Les pages plus théoriques sur la composition de la thériaque (classement des ingrédients en groupes et définition du poids de chacun d’entre eux) et sur son action thérapeutique, présentées dans le Livre de la thériaque comme relevant de l’apport propre de Galien, correspondent aux idées développées dans la Thériaque à Pison. Préciser davantage les parallèles entre le Livre de la thériaque et ses sources grecques représenterait une très longue et difficile recherche, d’autant plus que l’accès à l’oeuvre de Galien n’est pas le même pour son auteur et pour nous. Celui ci pu connaître certains des ouvrages de Galien qui sont aujourd’hui perdus et, surtout, rien ne prouve qu’il a travaillé directement à partir des ouvrages originaux. Il a très bien pu utiliser des compilations comme celles qui ont été rédigées précisément dans le milieu alexandrin de la Basse-Antiquité, notamment l’Epitome medicae libri septem (Manuel de médecine en sept livres) de Paul d’Égine.
Les trois anecdotes qui permirent à Andromaque de découvrir l’intérêt thérapeutique de la chair de vipère offrent un exemple significatif de la difficulté à identifier précisément les sources du Livre de la thériaque. La première met en scène un paysan atteint d’éléphantiasis, une forme de lèpre, guéri pour avoir bu du vin dans une cruche où se trouvait une vipère morte. Ce récit se trouve, identique, au chapitre XI du De Simplicium Medicamentorum Temperamentis ac Facultatibus. Pour la deuxième, qui relate la guérison du frère d’Andromaque, l’origine grecque reste à découvrir. Quant à la troisième, celle du serviteur emprisonné et empoisonné, mais guéri par la piqûre d’une vipère, elle est rapportée, sous le nom de Galien, dans le Livre des poisons rédigé, sans doute à la fin du IXe siècle, par Jābir ibn Ḥayyān, mais le passage n’est pas attesté dans les traités de Galien dont nous disposons, ce qui montre que des textes de Galien ou attribués à Galien, mais inconnus de nous, circulaient dans le monde hellénistique et arabe. Jābir ibn Ḥayyān relate dans le même passage une autre anecdote : un homme piqué par un serpent trouve la guérison en mangeant des baies de laurier, et Andromaque, témoin de la scène, eut alors l’idée de fabriquer une drogue à base de baies de laurier. Là encore la référence à Galien, donnée par l’auteur arabe, résiste aux investigations des savants modernes.

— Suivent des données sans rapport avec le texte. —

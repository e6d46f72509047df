// SPDX-FileCopyrightText: 2026 Bruno Meilick
// SPDX-License-Identifier: LicenseRef-Flowdeck-FreeUse-NoCopy-NoDerivatives
//
// All rights reserved.
//
// This file is part of Flowdeck and is proprietary software.
// Unauthorized copying, modification, or distribution is prohibited.

use std::sync::Arc;

use rmcp::handler::server::tool::ToolRouter;
use rmcp::handler::server::wrapper::{Json, Parameters};
use rmcp::model::{ServerCapabilities, ServerInfo};
use rmcp::{tool, tool_handler, tool_router, ErrorData, ServerHandler, ServiceExt};
use tokio::sync::Mutex;

use crate::editor::{FlowEditor, Intent, Outcome};
use crate::model::{Edge, EdgeId, HandleId, Id, Node, NodeId};
use crate::ops::{ConnectionCandidate, ConnectionRejection};
use crate::query::flow::{dead_ends, start_nodes};
use crate::query::unconnected_nodes;

use super::types::*;

/// MCP front end over a flow editor.
///
/// Clones share the editor; when the TUI runs alongside, it holds the same `Arc`.
#[derive(Clone)]
pub struct FlowdeckMcp {
    editor: Arc<Mutex<FlowEditor>>,
    tool_router: ToolRouter<Self>,
}

#[tool_router]
impl FlowdeckMcp {
    pub fn new(editor: FlowEditor) -> Self {
        Self::with_shared_editor(Arc::new(Mutex::new(editor)))
    }

    pub fn with_shared_editor(editor: Arc<Mutex<FlowEditor>>) -> Self {
        Self {
            editor,
            tool_router: Self::tool_router(),
        }
    }

    pub fn editor(&self) -> Arc<Mutex<FlowEditor>> {
        self.editor.clone()
    }

    pub async fn serve_stdio(self) -> Result<(), rmcp::RmcpError> {
        let service = self.serve((tokio::io::stdin(), tokio::io::stdout())).await?;
        service.waiting().await?;
        Ok(())
    }

    async fn dispatch(&self, intent: Intent) -> IntentResponse {
        let mut editor = self.editor.lock().await;
        let outcome = editor.dispatch(intent);
        intent_response(&editor, &outcome)
    }

    /// Read every step and connection of the flow, in stored order.
    #[tool(name = "flow.read")]
    async fn flow_read(&self) -> Result<Json<FlowReadResponse>, ErrorData> {
        let editor = self.editor.lock().await;
        let graph = editor.graph();

        Ok(Json(FlowReadResponse {
            revision: editor.store().revision(),
            next_node_id: editor.store().next_node_id(),
            save_state: editor.save_state().label().to_owned(),
            nodes: graph.nodes().iter().map(mcp_node).collect(),
            edges: graph.edges().iter().map(mcp_edge).collect(),
        }))
    }

    /// Summarize the flow: counts, start steps, dead ends and steps that would block a save.
    #[tool(name = "flow.stat")]
    async fn flow_stat(&self) -> Result<Json<FlowStatResponse>, ErrorData> {
        let editor = self.editor.lock().await;
        let graph = editor.graph();
        let unconnected = unconnected_nodes(graph);

        Ok(Json(FlowStatResponse {
            revision: editor.store().revision(),
            nodes: graph.nodes().len() as u64,
            edges: graph.edges().len() as u64,
            fully_connected: unconnected.is_empty(),
            unconnected_node_ids: id_strings(&unconnected),
            start_node_ids: id_strings(&start_nodes(graph)),
            dead_end_node_ids: id_strings(&dead_ends(graph)),
        }))
    }

    /// Add a message step. Blank messages are rejected.
    #[tool(name = "node.create")]
    async fn node_create(
        &self,
        params: Parameters<NodeCreateParams>,
    ) -> Result<Json<IntentResponse>, ErrorData> {
        let NodeCreateParams { message } = params.0;
        Ok(Json(self.dispatch(Intent::CreateNode { message }).await))
    }

    /// Replace the message of an existing step; position and id are kept.
    #[tool(name = "node.update")]
    async fn node_update(
        &self,
        params: Parameters<NodeUpdateParams>,
    ) -> Result<Json<IntentResponse>, ErrorData> {
        let NodeUpdateParams { node_id, message } = params.0;
        let node_id: NodeId = parse_id(&node_id, "node_id")?;
        Ok(Json(
            self.dispatch(Intent::UpdateNode { node_id, message }).await,
        ))
    }

    /// Delete a step together with every connection touching it.
    #[tool(name = "node.delete")]
    async fn node_delete(
        &self,
        params: Parameters<NodeDeleteParams>,
    ) -> Result<Json<IntentResponse>, ErrorData> {
        let node_id: NodeId = parse_id(&params.0.node_id, "node_id")?;
        Ok(Json(self.dispatch(Intent::DeleteNode { node_id }).await))
    }

    /// Connect two steps. Rejected for self loops, an output that is already connected, and
    /// connections that would close a loop.
    #[tool(name = "edge.connect")]
    async fn edge_connect(
        &self,
        params: Parameters<EdgeConnectParams>,
    ) -> Result<Json<IntentResponse>, ErrorData> {
        let EdgeConnectParams {
            source_node_id,
            source_handle_id,
            target_node_id,
            target_handle_id,
        } = params.0;

        let candidate = ConnectionCandidate::new(
            parse_id(&source_node_id, "source_node_id")?,
            parse_id(&target_node_id, "target_node_id")?,
        )
        .with_source_handle(parse_handle(source_handle_id, "source_handle_id")?)
        .with_target_handle(parse_handle(target_handle_id, "target_handle_id")?);

        Ok(Json(self.dispatch(Intent::Connect(candidate)).await))
    }

    /// Remove one connection.
    #[tool(name = "edge.disconnect")]
    async fn edge_disconnect(
        &self,
        params: Parameters<EdgeDisconnectParams>,
    ) -> Result<Json<IntentResponse>, ErrorData> {
        let edge_id: EdgeId = parse_id(&params.0.edge_id, "edge_id")?;
        Ok(Json(self.dispatch(Intent::DisconnectEdge { edge_id }).await))
    }

    /// Read the shared selection (at most one step or one connection).
    #[tool(name = "selection.read")]
    async fn selection_read(&self) -> Result<Json<SelectionReadResponse>, ErrorData> {
        let editor = self.editor.lock().await;
        let selection = editor.selection();

        Ok(Json(SelectionReadResponse {
            node_id: selection.selected_node_id().map(ToString::to_string),
            edge_id: selection.selected_edge_id().map(ToString::to_string),
        }))
    }

    /// Select one step or one connection; pass neither to clear the selection.
    #[tool(name = "selection.set")]
    async fn selection_set(
        &self,
        params: Parameters<SelectionSetParams>,
    ) -> Result<Json<IntentResponse>, ErrorData> {
        let intent = match (params.0.node_id, params.0.edge_id) {
            (Some(_), Some(_)) => {
                return Err(ErrorData::invalid_params(
                    "select either node_id or edge_id, not both",
                    None,
                ))
            }
            (Some(node_id), None) => Intent::SelectNode {
                node_id: parse_id(&node_id, "node_id")?,
            },
            (None, Some(edge_id)) => Intent::SelectEdge {
                edge_id: parse_id(&edge_id, "edge_id")?,
            },
            (None, None) => Intent::ClearSelection,
        };
        Ok(Json(self.dispatch(intent).await))
    }

    /// Save the flow. Blocked while any step has no connection (unless it is the only step).
    #[tool(name = "flow.save")]
    async fn flow_save(&self) -> Result<Json<IntentResponse>, ErrorData> {
        Ok(Json(self.dispatch(Intent::RequestSave).await))
    }

    /// Discard the flow and start over from the single default step.
    #[tool(name = "flow.reset")]
    async fn flow_reset(&self) -> Result<Json<IntentResponse>, ErrorData> {
        Ok(Json(self.dispatch(Intent::ResetAll).await))
    }
}

#[tool_handler]
impl ServerHandler for FlowdeckMcp {
    fn get_info(&self) -> ServerInfo {
        ServerInfo {
            instructions: Some(
                "Flowdeck flow editor (tools: flow.read, flow.stat, node.create, node.update, node.delete, edge.connect, edge.disconnect, selection.read, selection.set, flow.save, flow.reset). Rejected edits come back with status=rejected and a reason; unknown ids come back with status=ignored."
                    .into(),
            ),
            capabilities: ServerCapabilities::builder().enable_tools().build(),
            ..Default::default()
        }
    }
}

fn parse_id<T>(raw: &str, field: &str) -> Result<Id<T>, ErrorData> {
    Id::new(raw).map_err(|err| {
        ErrorData::invalid_params(
            format!("invalid {field}: {err}"),
            Some(serde_json::json!({ "field": field, "value": raw })),
        )
    })
}

fn parse_handle(raw: Option<String>, field: &str) -> Result<Option<HandleId>, ErrorData> {
    raw.map(|raw| parse_id(&raw, field)).transpose()
}

fn id_strings<T>(ids: &[Id<T>]) -> Vec<String> {
    ids.iter().map(ToString::to_string).collect()
}

fn mcp_node(node: &Node) -> McpNode {
    let position = node.position();
    McpNode {
        node_id: node.id().to_string(),
        kind: node.kind().label().to_owned(),
        message: node.text().to_owned(),
        x: position.x,
        y: position.y,
    }
}

fn mcp_edge(edge: &Edge) -> McpEdge {
    McpEdge {
        edge_id: edge.id().to_string(),
        source_node_id: edge.source_node_id().to_string(),
        source_handle_id: edge.source_handle_id().map(ToString::to_string),
        target_node_id: edge.target_node_id().to_string(),
        target_handle_id: edge.target_handle_id().map(ToString::to_string),
    }
}

fn intent_response(editor: &FlowEditor, outcome: &Outcome) -> IntentResponse {
    let status = if matches!(outcome, Outcome::Ignored) {
        "ignored"
    } else if outcome.is_rejection() {
        "rejected"
    } else {
        "ok"
    };

    let (node_id, edge_id, removed_edges) = match outcome {
        Outcome::NodeCreated { node_id } | Outcome::NodeUpdated { node_id } => {
            (Some(node_id.to_string()), None, None)
        }
        Outcome::NodeDeleted {
            node_id,
            removed_edges,
        } => (Some(node_id.to_string()), None, Some(*removed_edges as u64)),
        Outcome::Connected { edge_id } | Outcome::Disconnected { edge_id } => {
            (None, Some(edge_id.to_string()), None)
        }
        Outcome::ConnectionRejected(ConnectionRejection::UnknownEndpoint { node_id }) => {
            (Some(node_id.to_string()), None, None)
        }
        Outcome::ConnectionRejected(ConnectionRejection::HandleAlreadyConnected {
            existing_edge_id,
        }) => (None, Some(existing_edge_id.to_string()), None),
        _ => (None, None, None),
    };

    let unconnected_node_ids = match outcome {
        Outcome::SaveBlocked(blocked) => id_strings(&blocked.unconnected),
        _ => Vec::new(),
    };

    IntentResponse {
        status: status.to_owned(),
        reason: outcome.reason().map(str::to_owned),
        message: (!outcome.is_silent()).then(|| outcome.to_string()),
        node_id,
        edge_id,
        removed_edges,
        unconnected_node_ids,
        revision: editor.store().revision(),
        save_state: editor.save_state().label().to_owned(),
    }
}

On aura relevé que le Livre de la thériaque reprend ce récit, mais fait d’un mystérieux Andromaque l’Ancien le témoin de cette guérison et le créateur de la première thériaque à base de laurier. Quoi qu’il en soit de ces considérations érudites et de nos incertitudes sur le cheminement des textes, le Livre de la thériaque est bien une compilation fondée, directement ou indirectement, sur les traités de Galien. Il n’apporte aucune idée nouvelle par rapport à l’héritage grec et hellénistique.